PROBLEM TO WORK ON:
Below are some records. Return exactly the lines from the one containing "pub struct AnalysisRequest" through the one containing "assert!(plan.reasoning.is_empty());", both included, and only those.

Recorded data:
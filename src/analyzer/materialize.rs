use std::fmt::Write as _;
use tracing::{debug, info, warn};

use super::types::{Decision, DecompositionPlan};
use super::validate::creation_order;
use crate::errors::WorkflowError;
use crate::tracker::{Issue, IssueTracker, NewIssue, with_rate_limit_retry};

/// Create the plan's sub-issues in dependency order and post one summary on
/// the parent. Returns the created references indexed like `plan.sub_issues`.
///
/// Each body links back to the parent and to the already-created siblings it
/// depends on; once all exist, each sub-issue gets a comment listing its
/// siblings. An atomic plan creates nothing.
pub async fn materialize(
    plan: &DecompositionPlan,
    parent: &Issue,
    tracker: &dyn IssueTracker,
    rate_limit_retries: u32,
) -> Result<Vec<String>, WorkflowError> {
    materialize_resuming(plan, parent, tracker, rate_limit_retries, Vec::new(), |_| Ok(())).await
}

/// [`materialize`] picking up from `created`, the references an interrupted
/// run already made (indexed like `plan.sub_issues`). Those are not created
/// again. `on_created` sees the progress after every new issue; an error
/// from it stops the run.
pub async fn materialize_resuming<F>(
    plan: &DecompositionPlan,
    parent: &Issue,
    tracker: &dyn IssueTracker,
    rate_limit_retries: u32,
    mut created: Vec<Option<String>>,
    mut on_created: F,
) -> Result<Vec<String>, WorkflowError>
where
    F: FnMut(&[Option<String>]) -> Result<(), WorkflowError>,
{
    if plan.decision == Decision::Atomic {
        return Ok(Vec::new());
    }
    let order = creation_order(plan)?;
    created.resize(plan.sub_issues.len(), None);

    for index in order {
        if let Some(existing) = &created[index] {
            debug!(parent = %parent.reference, sub_issue = %existing, index, "sub-issue already created");
            continue;
        }
        let sub = &plan.sub_issues[index];
        let new = NewIssue {
            title: sub.title.clone(),
            body: sub_issue_body(plan, index, parent, &created),
            labels: sub.labels.clone(),
        };
        let reference =
            with_rate_limit_retry(rate_limit_retries, || tracker.create_issue(&new)).await?;
        info!(parent = %parent.reference, sub_issue = %reference, index, "created sub-issue");
        created[index] = Some(reference);
        on_created(&created)?;
    }

    let refs: Vec<String> = created.into_iter().flatten().collect();
    let summary = summary_comment(plan, &refs);
    with_rate_limit_retry(rate_limit_retries, || {
        tracker.comment(&parent.reference, &summary)
    })
    .await?;

    for (index, reference) in refs.iter().enumerate() {
        let body = sibling_comment(plan, parent, &refs, index);
        let posted =
            with_rate_limit_retry(rate_limit_retries, || tracker.comment(reference, &body)).await;
        if let Err(e) = posted {
            warn!(sub_issue = %reference, error = %e, "failed to link siblings");
        }
    }
    Ok(refs)
}

fn sub_issue_body(
    plan: &DecompositionPlan,
    index: usize,
    parent: &Issue,
    created: &[Option<String>],
) -> String {
    let sub = &plan.sub_issues[index];
    let mut body = String::new();
    if !sub.body.trim().is_empty() {
        body.push_str(sub.body.trim_end());
        body.push_str("\n\n---\n");
    }
    let _ = writeln!(body, "Part of {} ({})", parent.reference, parent.title);
    let deps: Vec<&str> = sub
        .depends_on
        .iter()
        .filter_map(|&d| created.get(d).and_then(|r| r.as_deref()))
        .collect();
    if !deps.is_empty() {
        let _ = writeln!(body, "Depends on: {}", deps.join(", "));
    }
    body
}

fn sibling_comment(plan: &DecompositionPlan, parent: &Issue, refs: &[String], index: usize) -> String {
    let mut out = format!("Sibling sub-issues of {}:\n", parent.reference);
    for (i, (sub, reference)) in plan.sub_issues.iter().zip(refs).enumerate() {
        if i != index {
            let _ = writeln!(out, "- {} {}", reference, sub.title);
        }
    }
    out
}

fn summary_comment(plan: &DecompositionPlan, refs: &[String]) -> String {
    let mut out = format!(
        "Decomposed into {} sub-issues (confidence {:.2}).\n",
        refs.len(),
        plan.confidence
    );
    if !plan.reasoning.trim().is_empty() {
        let _ = writeln!(out, "\n{}", plan.reasoning.trim());
    }
    out.push('\n');
    for (sub, reference) in plan.sub_issues.iter().zip(refs) {
        let _ = write!(out, "- {} {}", reference, sub.title);
        if !sub.depends_on.is_empty() {
            let deps: Vec<&str> = sub
                .depends_on
                .iter()
                .filter_map(|&d| refs.get(d).map(String::as_str))
                .collect();
            let _ = write!(out, " (after {})", deps.join(", "));
        }
        out.push('\n');
    }
    out
}

#[cfg(test)]
mod tests {
    use super::*;
    use crate::analyzer::types::SubIssueSpec;
    use crate::tracker::LocalTracker;
    use tempfile::tempdir;

    fn sub(title: &str, depends_on: Vec<usize>) -> SubIssueSpec {
        SubIssueSpec {
            title: title.to_string(),
            body: format!("Do {}", title),
            labels: vec!["sub".to_string()],
            depends_on,
        }
    }

    #[tokio::test]
    async fn test_materialize_in_dependency_order() {
        let dir = tempdir().unwrap();
        let tracker = LocalTracker::new(dir.path());
        let parent_ref = tracker
            .create_issue(&NewIssue {
                title: "Big feature".to_string(),
                ..Default::default()
            })
            .await
            .unwrap();
        let parent = tracker.get_issue(&parent_ref).await.unwrap();

        // api depends on schema; ui depends on api
        let plan = DecompositionPlan {
            decision: Decision::Decompose,
            confidence: 0.9,
            reasoning: "Layers are independent".to_string(),
            sub_issues: vec![sub("ui", vec![1]), sub("api", vec![2]), sub("schema", vec![])],
        };
        let refs = materialize(&plan, &parent, &tracker, 0).await.unwrap();

        // schema is created first (local#2), then api, then ui
        assert_eq!(refs, vec!["local#4", "local#3", "local#2"]);

        let ui = tracker.get_issue("local#4").await.unwrap();
        assert_eq!(ui.title, "ui");
        assert!(ui.body.starts_with("Do ui"));
        assert!(ui.body.contains("Part of local#1 (Big feature)"));
        assert!(ui.body.contains("Depends on: local#3"));
        assert_eq!(ui.labels, vec!["sub"]);

        let schema = tracker.get_issue("local#2").await.unwrap();
        assert!(!schema.body.contains("Depends on"));

        let stored = tracker.load(&parent_ref).unwrap();
        assert_eq!(stored.comments.len(), 1);
        let summary = &stored.comments[0].body;
        assert!(summary.contains("Decomposed into 3 sub-issues"));
        assert!(summary.contains("- local#4 ui (after local#3)"));

        // Every sub-issue links the other two
        let api = tracker.load("local#3").unwrap();
        assert_eq!(api.comments.len(), 1);
        let siblings = &api.comments[0].body;
        assert!(siblings.contains("Sibling sub-issues of local#1"));
        assert!(siblings.contains("- local#4 ui"));
        assert!(siblings.contains("- local#2 schema"));
        assert!(!siblings.contains("local#3"));
    }

    #[tokio::test]
    async fn test_resume_skips_created_sub_issues() {
        let dir = tempdir().unwrap();
        let tracker = LocalTracker::new(dir.path());
        let parent_ref = tracker
            .create_issue(&NewIssue {
                title: "Big feature".to_string(),
                ..Default::default()
            })
            .await
            .unwrap();
        let parent = tracker.get_issue(&parent_ref).await.unwrap();
        let plan = DecompositionPlan {
            decision: Decision::Decompose,
            confidence: 0.9,
            reasoning: String::new(),
            sub_issues: vec![sub("schema", vec![]), sub("api", vec![0])],
        };

        // schema made it before the interruption
        let schema_ref = tracker
            .create_issue(&NewIssue {
                title: "schema".to_string(),
                ..Default::default()
            })
            .await
            .unwrap();
        let mut progress = Vec::new();
        let refs = materialize_resuming(
            &plan,
            &parent,
            &tracker,
            0,
            vec![Some(schema_ref.clone())],
            |created| {
                progress.push(created.to_vec());
                Ok(())
            },
        )
        .await
        .unwrap();

        assert_eq!(refs, vec![schema_ref.clone(), "local#3".to_string()]);
        assert_eq!(tracker.list().unwrap().len(), 3);
        assert_eq!(progress, vec![vec![Some(schema_ref.clone()), Some("local#3".to_string())]]);
        let api = tracker.get_issue("local#3").await.unwrap();
        assert!(api.body.contains(&format!("Depends on: {}", schema_ref)));
    }

    #[tokio::test]
    async fn test_atomic_plan_creates_nothing() {
        let dir = tempdir().unwrap();
        let tracker = LocalTracker::new(dir.path());
        let parent = Issue {
            reference: "local#1".to_string(),
            title: "small".to_string(),
            body: String::new(),
            labels: vec![],
        };
        let plan = DecompositionPlan {
            decision: Decision::Atomic,
            confidence: 0.9,
            reasoning: String::new(),
            sub_issues: vec![],
        };
        assert!(materialize(&plan, &parent, &tracker, 0).await.unwrap().is_empty());
        assert!(tracker.list().unwrap().is_empty());
    }
}
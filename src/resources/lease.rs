use chrono::{DateTime, Utc};
use serde::{Deserialize, Serialize};
use std::path::PathBuf;

/// The two ports a workflow may bind (e.g. app server and debugger).
#[derive(Debug, Clone, Copy, PartialEq, Eq, Serialize, Deserialize)]
pub struct PortPair {
    pub primary: u16,
    pub secondary: u16,
}

impl PortPair {
    /// Ports owned by slot `index`, or `None` if they would overflow.
    pub fn for_slot(base_port: u16, index: usize) -> Option<Self> {
        let offset = u16::try_from(index.checked_mul(2)?).ok()?;
        let primary = base_port.checked_add(offset)?;
        let secondary = primary.checked_add(1)?;
        Some(Self { primary, secondary })
    }

    pub fn overlaps(&self, other: &PortPair) -> bool {
        let mine = [self.primary, self.secondary];
        mine.contains(&other.primary) || mine.contains(&other.secondary)
    }
}

impl std::fmt::Display for PortPair {
    fn fmt(&self, f: &mut std::fmt::Formatter<'_>) -> std::fmt::Result {
        write!(f, "{}/{}", self.primary, self.secondary)
    }
}

/// Exclusive pairing of a workspace and a port pair to one workflow.
#[derive(Debug, Clone, PartialEq, Eq, Serialize, Deserialize)]
pub struct ResourceLease {
    pub workflow_id: String,
    pub slot: usize,
    pub workspace: PathBuf,
    pub branch: String,
    pub ports: PortPair,
    pub acquired_at: DateTime<Utc>,
}

#[cfg(test)]
mod tests {
    use super::*;

    #[test]
    fn test_ports_for_slot() {
        assert_eq!(
            PortPair::for_slot(41000, 0),
            Some(PortPair {
                primary: 41000,
                secondary: 41001
            })
        );
        assert_eq!(
            PortPair::for_slot(41000, 3),
            Some(PortPair {
                primary: 41006,
                secondary: 41007
            })
        );
        assert_eq!(PortPair::for_slot(65534, 1), None);
        assert_eq!(PortPair::for_slot(65534, 0).unwrap().secondary, 65535);
    }

    #[test]
    fn test_adjacent_slots_do_not_overlap() {
        let a = PortPair::for_slot(41000, 0).unwrap();
        let b = PortPair::for_slot(41000, 1).unwrap();
        assert!(!a.overlaps(&b));
        assert!(a.overlaps(&a));
        assert_eq!(b.to_string(), "41002/41003");
    }
}
use anyhow::{Context, Result};
use std::path::{Path, PathBuf};

use crate::git::GitRepo;

/// Creates and removes the isolated directory a workflow works in.
///
/// Called with the allocator's file lock held; implementations must not
/// touch the slot index.
pub trait WorkspaceProvisioner: Send + Sync {
    /// Create a fresh workspace at `path` on `branch`. A stale directory
    /// left by an interrupted run is replaced.
    fn create(&self, workflow_id: &str, path: &Path, branch: &str) -> Result<()>;

    /// Remove the workspace. A missing directory is not an error.
    fn remove(&self, workflow_id: &str, path: &Path) -> Result<()>;
}

/// A libgit2 worktree per workflow, branched from the project's HEAD.
pub struct GitWorktrees {
    repo_root: PathBuf,
}

impl GitWorktrees {
    pub fn new(repo_root: impl Into<PathBuf>) -> Self {
        Self {
            repo_root: repo_root.into(),
        }
    }
}

impl WorkspaceProvisioner for GitWorktrees {
    fn create(&self, workflow_id: &str, path: &Path, branch: &str) -> Result<()> {
        GitRepo::open(&self.repo_root)?.add_worktree(workflow_id, path, branch)
    }

    fn remove(&self, workflow_id: &str, path: &Path) -> Result<()> {
        GitRepo::open(&self.repo_root)?.remove_worktree(workflow_id, path)
    }
}

/// An empty directory per workflow, for projects that are not repositories.
#[derive(Debug, Default)]
pub struct PlainDirectories;

impl WorkspaceProvisioner for PlainDirectories {
    fn create(&self, workflow_id: &str, path: &Path, _branch: &str) -> Result<()> {
        self.remove(workflow_id, path)?;
        std::fs::create_dir_all(path)
            .with_context(|| format!("Failed to create workspace {}", path.display()))
    }

    fn remove(&self, _workflow_id: &str, path: &Path) -> Result<()> {
        match std::fs::remove_dir_all(path) {
            Ok(()) => Ok(()),
            Err(e) if e.kind() == std::io::ErrorKind::NotFound => Ok(()),
            Err(e) => Err(e).with_context(|| format!("Failed to remove {}", path.display())),
        }
    }
}

#[cfg(test)]
mod tests {
    use super::*;
    use crate::git::test_support::init_repo_with_commit;
    use tempfile::tempdir;

    #[test]
    fn test_plain_directories_create_and_remove() {
        let dir = tempdir().unwrap();
        let path = dir.path().join("ws").join("wf-1");
        let provisioner = PlainDirectories;

        provisioner.create("wf-1", &path, "unused").unwrap();
        std::fs::write(path.join("junk"), "x").unwrap();
        provisioner.create("wf-1", &path, "unused").unwrap();
        assert!(path.exists());
        assert!(!path.join("junk").exists());

        provisioner.remove("wf-1", &path).unwrap();
        assert!(!path.exists());
        provisioner.remove("wf-1", &path).unwrap();
    }

    #[test]
    fn test_git_worktrees_provisioner() {
        let dir = tempdir().unwrap();
        let repo_dir = dir.path().join("repo");
        std::fs::create_dir_all(&repo_dir).unwrap();
        init_repo_with_commit(&repo_dir);

        let provisioner = GitWorktrees::new(&repo_dir);
        let path = dir.path().join("ws").join("wf-9");
        provisioner.create("wf-9", &path, "conveyor/wf-9").unwrap();
        assert!(path.join("README.md").exists());

        provisioner.remove("wf-9", &path).unwrap();
        assert!(!path.exists());
    }

    #[test]
    fn test_git_worktrees_outside_repository_fails() {
        let dir = tempdir().unwrap();
        let provisioner = GitWorktrees::new(dir.path());
        assert!(
            provisioner
                .create("wf-1", &dir.path().join("ws"), "b")
                .is_err()
        );
    }
}
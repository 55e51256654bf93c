use async_trait::async_trait;
use chrono::{DateTime, Utc};
use fs2::FileExt;
use serde::{Deserialize, Serialize};
use std::fs::{self, File, OpenOptions};
use std::io::Write;
use std::path::{Path, PathBuf};
use tracing::{debug, info};

use super::{Issue, IssueTracker, NewIssue, NewPullRequest};
use crate::errors::TrackerError;

const PREFIX: &str = "local#";
const PULL_PREFIX: &str = "local-pr#";
const LOCK_FILE: &str = ".lock";

#[derive(Debug, Clone, Serialize, Deserialize)]
pub struct LocalComment {
    pub body: String,
    pub created_at: DateTime<Utc>,
}

/// One issue file, `<dir>/<number>.json`.
#[derive(Debug, Clone, Serialize, Deserialize)]
pub struct LocalIssue {
    pub number: u64,
    pub title: String,
    #[serde(default)]
    pub body: String,
    #[serde(default)]
    pub labels: Vec<String>,
    #[serde(default)]
    pub comments: Vec<LocalComment>,
    pub created_at: DateTime<Utc>,
}

impl LocalIssue {
    fn to_issue(&self) -> Issue {
        Issue {
            reference: format!("{}{}", PREFIX, self.number),
            title: self.title.clone(),
            body: self.body.clone(),
            labels: self.labels.clone(),
        }
    }
}

/// One pull request file, `<dir>/pulls/<number>.json`.
#[derive(Debug, Clone, Serialize, Deserialize)]
struct LocalPullRequest {
    number: u64,
    head: String,
    base: Option<String>,
    title: String,
    body: String,
    created_at: DateTime<Utc>,
}

/// Offline tracker backed by JSON files. Writers serialize on a lock file so
/// parallel workflows can comment on the same parent.
pub struct LocalTracker {
    dir: PathBuf,
}

impl LocalTracker {
    pub fn new(dir: impl Into<PathBuf>) -> Self {
        Self { dir: dir.into() }
    }

    pub fn dir(&self) -> &Path {
        &self.dir
    }

    /// Accepts `local#N`, `#N` and `N`.
    pub fn parse_reference(reference: &str) -> Result<u64, TrackerError> {
        let trimmed = reference.trim();
        let digits = trimmed
            .strip_prefix(PREFIX)
            .or_else(|| trimmed.strip_prefix('#'))
            .unwrap_or(trimmed);
        digits
            .parse::<u64>()
            .ok()
            .filter(|n| *n > 0)
            .ok_or_else(|| TrackerError::InvalidReference(reference.to_string()))
    }

    fn issue_path(&self, number: u64) -> PathBuf {
        self.dir.join(format!("{}.json", number))
    }

    fn pulls_dir(&self) -> PathBuf {
        self.dir.join("pulls")
    }

    fn lock(&self) -> Result<File, TrackerError> {
        fs::create_dir_all(&self.dir).map_err(io_error)?;
        let file = OpenOptions::new()
            .create(true)
            .truncate(false)
            .write(true)
            .open(self.dir.join(LOCK_FILE))
            .map_err(io_error)?;
        file.lock_exclusive().map_err(io_error)?;
        Ok(file)
    }

    /// Read an issue file with its comments.
    pub fn load(&self, reference: &str) -> Result<LocalIssue, TrackerError> {
        let number = Self::parse_reference(reference)?;
        let path = self.issue_path(number);
        let contents = match fs::read_to_string(&path) {
            Ok(c) => c,
            Err(e) if e.kind() == std::io::ErrorKind::NotFound => {
                return Err(TrackerError::IssueNotFound {
                    reference: reference.to_string(),
                });
            }
            Err(e) => return Err(io_error(e)),
        };
        serde_json::from_str(&contents).map_err(|e| {
            TrackerError::Other(anyhow::anyhow!("Corrupt issue file {}: {}", path.display(), e))
        })
    }

    fn store(&self, issue: &LocalIssue) -> Result<(), TrackerError> {
        write_json(&self.issue_path(issue.number), issue)
    }

    /// All issues, lowest number first.
    pub fn list(&self) -> Result<Vec<LocalIssue>, TrackerError> {
        let entries = match fs::read_dir(&self.dir) {
            Ok(entries) => entries,
            Err(e) if e.kind() == std::io::ErrorKind::NotFound => return Ok(Vec::new()),
            Err(e) => return Err(io_error(e)),
        };
        let mut issues = Vec::new();
        for number in entries.flatten().filter_map(|e| numbered_json(&e.path())) {
            issues.push(self.load(&number.to_string())?);
        }
        issues.sort_by_key(|i| i.number);
        Ok(issues)
    }
}

fn numbered_json(path: &Path) -> Option<u64> {
    if path.extension().and_then(|e| e.to_str()) != Some("json") {
        return None;
    }
    path.file_stem()?.to_str()?.parse().ok()
}

fn next_number(dir: &Path) -> Result<u64, TrackerError> {
    let max = match fs::read_dir(dir) {
        Ok(entries) => entries
            .flatten()
            .filter_map(|e| numbered_json(&e.path()))
            .max()
            .unwrap_or(0),
        Err(e) if e.kind() == std::io::ErrorKind::NotFound => 0,
        Err(e) => return Err(io_error(e)),
    };
    Ok(max + 1)
}

fn write_json<T: Serialize>(path: &Path, value: &T) -> Result<(), TrackerError> {
    if let Some(parent) = path.parent() {
        fs::create_dir_all(parent).map_err(io_error)?;
    }
    let json = serde_json::to_string_pretty(value)
        .map_err(|e| TrackerError::Other(anyhow::anyhow!("serialize: {}", e)))?;
    let tmp = path.with_extension("json.tmp");
    let mut file = File::create(&tmp).map_err(io_error)?;
    file.write_all(json.as_bytes()).map_err(io_error)?;
    file.sync_all().map_err(io_error)?;
    fs::rename(&tmp, path).map_err(io_error)
}

fn io_error(e: std::io::Error) -> TrackerError {
    TrackerError::Other(e.into())
}

#[async_trait]
impl IssueTracker for LocalTracker {
    fn name(&self) -> &'static str {
        "local"
    }

    async fn get_issue(&self, reference: &str) -> Result<Issue, TrackerError> {
        self.load(reference).map(|issue| issue.to_issue())
    }

    async fn create_issue(&self, new: &NewIssue) -> Result<String, TrackerError> {
        let _lock = self.lock()?;
        let issue = LocalIssue {
            number: next_number(&self.dir)?,
            title: new.title.clone(),
            body: new.body.clone(),
            labels: new.labels.clone(),
            comments: Vec::new(),
            created_at: Utc::now(),
        };
        self.store(&issue)?;
        let reference = format!("{}{}", PREFIX, issue.number);
        info!(issue = %reference, title = %issue.title, "created local issue");
        Ok(reference)
    }

    async fn comment(&self, reference: &str, body: &str) -> Result<(), TrackerError> {
        let _lock = self.lock()?;
        let mut issue = self.load(reference)?;
        issue.comments.push(LocalComment {
            body: body.to_string(),
            created_at: Utc::now(),
        });
        self.store(&issue)?;
        debug!(issue = %reference, "comment recorded");
        Ok(())
    }

    async fn open_pull_request(&self, pull: &NewPullRequest) -> Result<String, TrackerError> {
        let _lock = self.lock()?;
        let number = next_number(&self.pulls_dir())?;
        let record = LocalPullRequest {
            number,
            head: pull.head.clone(),
            base: pull.base.clone(),
            title: pull.title.clone(),
            body: pull.body.clone(),
            created_at: Utc::now(),
        };
        write_json(&self.pulls_dir().join(format!("{}.json", number)), &record)?;
        Ok(format!("{}{}", PULL_PREFIX, number))
    }
}
use serde::{Deserialize, Serialize};

/// Whether an issue is handled in one run or split first.
#[derive(Debug, Clone, Copy, PartialEq, Eq, Serialize, Deserialize)]
#[serde(rename_all = "snake_case")]
pub enum Decision {
    Atomic,
    Decompose,
}

impl std::fmt::Display for Decision {
    fn fmt(&self, f: &mut std::fmt::Formatter<'_>) -> std::fmt::Result {
        match self {
            Decision::Atomic => write!(f, "atomic"),
            Decision::Decompose => write!(f, "decompose"),
        }
    }
}

/// One proposed sub-issue. `depends_on` holds 0-based indices into the
/// same plan.
#[derive(Debug, Clone, PartialEq, Eq, Serialize, Deserialize)]
pub struct SubIssueSpec {
    pub title: String,
    #[serde(default)]
    pub body: String,
    #[serde(default)]
    pub labels: Vec<String>,
    #[serde(default)]
    pub depends_on: Vec<usize>,
}

/// The analyzer's structured answer.
#[derive(Debug, Clone, PartialEq, Serialize, Deserialize)]
pub struct DecompositionPlan {
    pub decision: Decision,
    pub confidence: f64,
    #[serde(default)]
    pub reasoning: String,
    #[serde(default)]
    pub sub_issues: Vec<SubIssueSpec>,
}

/// The decoded response, before validation.
#[derive(Debug, Clone, PartialEq)]
pub enum AnalysisOutcome {
    Atomic(DecompositionPlan),
    Decompose(DecompositionPlan),
    ParseError(String),
}

/// What the entry call does next.
#[derive(Debug, Clone, Copy, PartialEq, Eq)]
pub enum AnalysisVerdict {
    /// Proceed to the phase pipeline.
    Atomic,
    /// Sub-issues were created; halt for triage.
    Decompose,
    /// Unparseable or invalid response, or a collaborator failed.
    Error,
}

impl AnalysisVerdict {
    pub fn exit_code(self) -> i32 {
        match self {
            AnalysisVerdict::Atomic => crate::exit_codes::OK,
            AnalysisVerdict::Decompose => crate::exit_codes::DECOMPOSED,
            AnalysisVerdict::Error => crate::exit_codes::ERROR,
        }
    }
}

/// Full issue context handed to the analyzer.
#[derive(Debug, Clone, PartialEq, Eq, Serialize)]
pub struct AnalysisRequest {
    pub reference: String,
    pub title: String,
    pub body: String,
    pub labels: Vec<String>,
}

impl From<&crate::tracker::Issue> for AnalysisRequest {
    fn from(issue: &crate::tracker::Issue) -> Self {
        Self {
            reference: issue.reference.clone(),
            title: issue.title.clone(),
            body: issue.body.clone(),
            labels: issue.labels.clone(),
        }
    }
}

#[cfg(test)]
mod tests {
    use super::*;

    #[test]
    fn test_verdict_exit_codes() {
        assert_eq!(AnalysisVerdict::Atomic.exit_code(), 0);
        assert_eq!(AnalysisVerdict::Decompose.exit_code(), 10);
        assert_eq!(AnalysisVerdict::Error.exit_code(), 1);
    }

    #[test]
    fn test_plan_defaults_optional_fields() {
        let plan: DecompositionPlan =
            serde_json::from_str(r#"{"decision": "atomic", "confidence": 0.9}"#).unwrap();
        assert_eq!(plan.decision, Decision::Atomic);
        assert!(plan.reasoning.is_empty());
        assert!(plan.sub_issues.is_empty());
    }
}
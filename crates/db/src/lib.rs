//! Database layer with `SeaORM` entities and repositories.
//!
//! This crate provides:
//! - `SeaORM` entity definitions
//! - Ledger repositories (invoices, payments, public links, sequences)
//! - Database migrations

pub mod entities;
pub mod migration;
pub mod repositories;

pub use repositories::{
    AccessTokenRepository, InvoiceRepository, PaymentRepository, PublicInvoiceRepository,
    SequenceRepository, TracingAuditSink,
};

use std::time::Duration;

use receipta_shared::DatabaseConfig;
use sea_orm::{ConnectOptions, Database, DatabaseConnection, DbErr};
use tracing::info;

/// Establishes a pooled connection to the database.
///
/// # Errors
///
/// Returns an error if the connection cannot be established.
pub async fn connect(config: &DatabaseConfig) -> Result<DatabaseConnection, DbErr> {
    let mut options = ConnectOptions::new(config.url.clone());
    options
        .max_connections(config.max_connections)
        .min_connections(config.min_connections)
        .acquire_timeout(Duration::from_secs(config.acquire_timeout_secs))
        .sqlx_logging(false);

    let db = Database::connect(options).await?;
    info!(
        max_connections = config.max_connections,
        "database pool ready"
    );
    Ok(db)
}
//! `SeaORM` Entity for invoice_links table.

use sea_orm::entity::prelude::*;
use serde::{Deserialize, Serialize};

use super::sea_orm_active_enums::InvoiceLinkType;

#[derive(Clone, Debug, PartialEq, Eq, DeriveEntityModel, Serialize, Deserialize)]
#[sea_orm(table_name = "invoice_links")]
pub struct Model {
    #[sea_orm(primary_key, auto_increment = false)]
    pub id: Uuid,
    pub business_id: Uuid,
    pub invoice_id: Uuid,
    pub link_type: InvoiceLinkType,
    #[sea_orm(unique)]
    pub token_hash: String,
    pub expires_at: DateTimeWithTimeZone,
    pub revoked_at: Option<DateTimeWithTimeZone>,
    pub created_at: DateTimeWithTimeZone,
}

#[derive(Copy, Clone, Debug, EnumIter, DeriveRelation)]
pub enum Relation {
    #[sea_orm(
        belongs_to = "super::invoices::Entity",
        from = "Column::InvoiceId",
        to = "super::invoices::Column::Id"
    )]
    Invoices,
}

impl Related<super::invoices::Entity> for Entity {
    fn to() -> RelationDef {
        Relation::Invoices.def()
    }
}

impl ActiveModelBehavior for ActiveModel {}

TASK SOLUTION:
pub struct AnalysisRequest {
    pub reference: String,
    pub title: String,
    pub body: String,
    pub labels: Vec<String>,
}

impl From<&crate::tracker::Issue> for AnalysisRequest {
    fn from(issue: &crate::tracker::Issue) -> Self {
        Self {
            reference: issue.reference.clone(),
            title: issue.title.clone(),
            body: issue.body.clone(),
            labels: issue.labels.clone(),
        }
    }
}

#[cfg(test)]
mod tests {
    use super::*;

    #[test]
    fn test_verdict_exit_codes() {
        assert_eq!(AnalysisVerdict::Atomic.exit_code(), 0);
        assert_eq!(AnalysisVerdict::Decompose.exit_code(), 10);
        assert_eq!(AnalysisVerdict::Error.exit_code(), 1);
    }

    #[test]
    fn test_plan_defaults_optional_fields() {
        let plan: DecompositionPlan =
            serde_json::from_str(r#"{"decision": "atomic", "confidence": 0.9}"#).unwrap();
        assert_eq!(plan.decision, Decision::Atomic);
        assert!(plan.reasoning.is_empty());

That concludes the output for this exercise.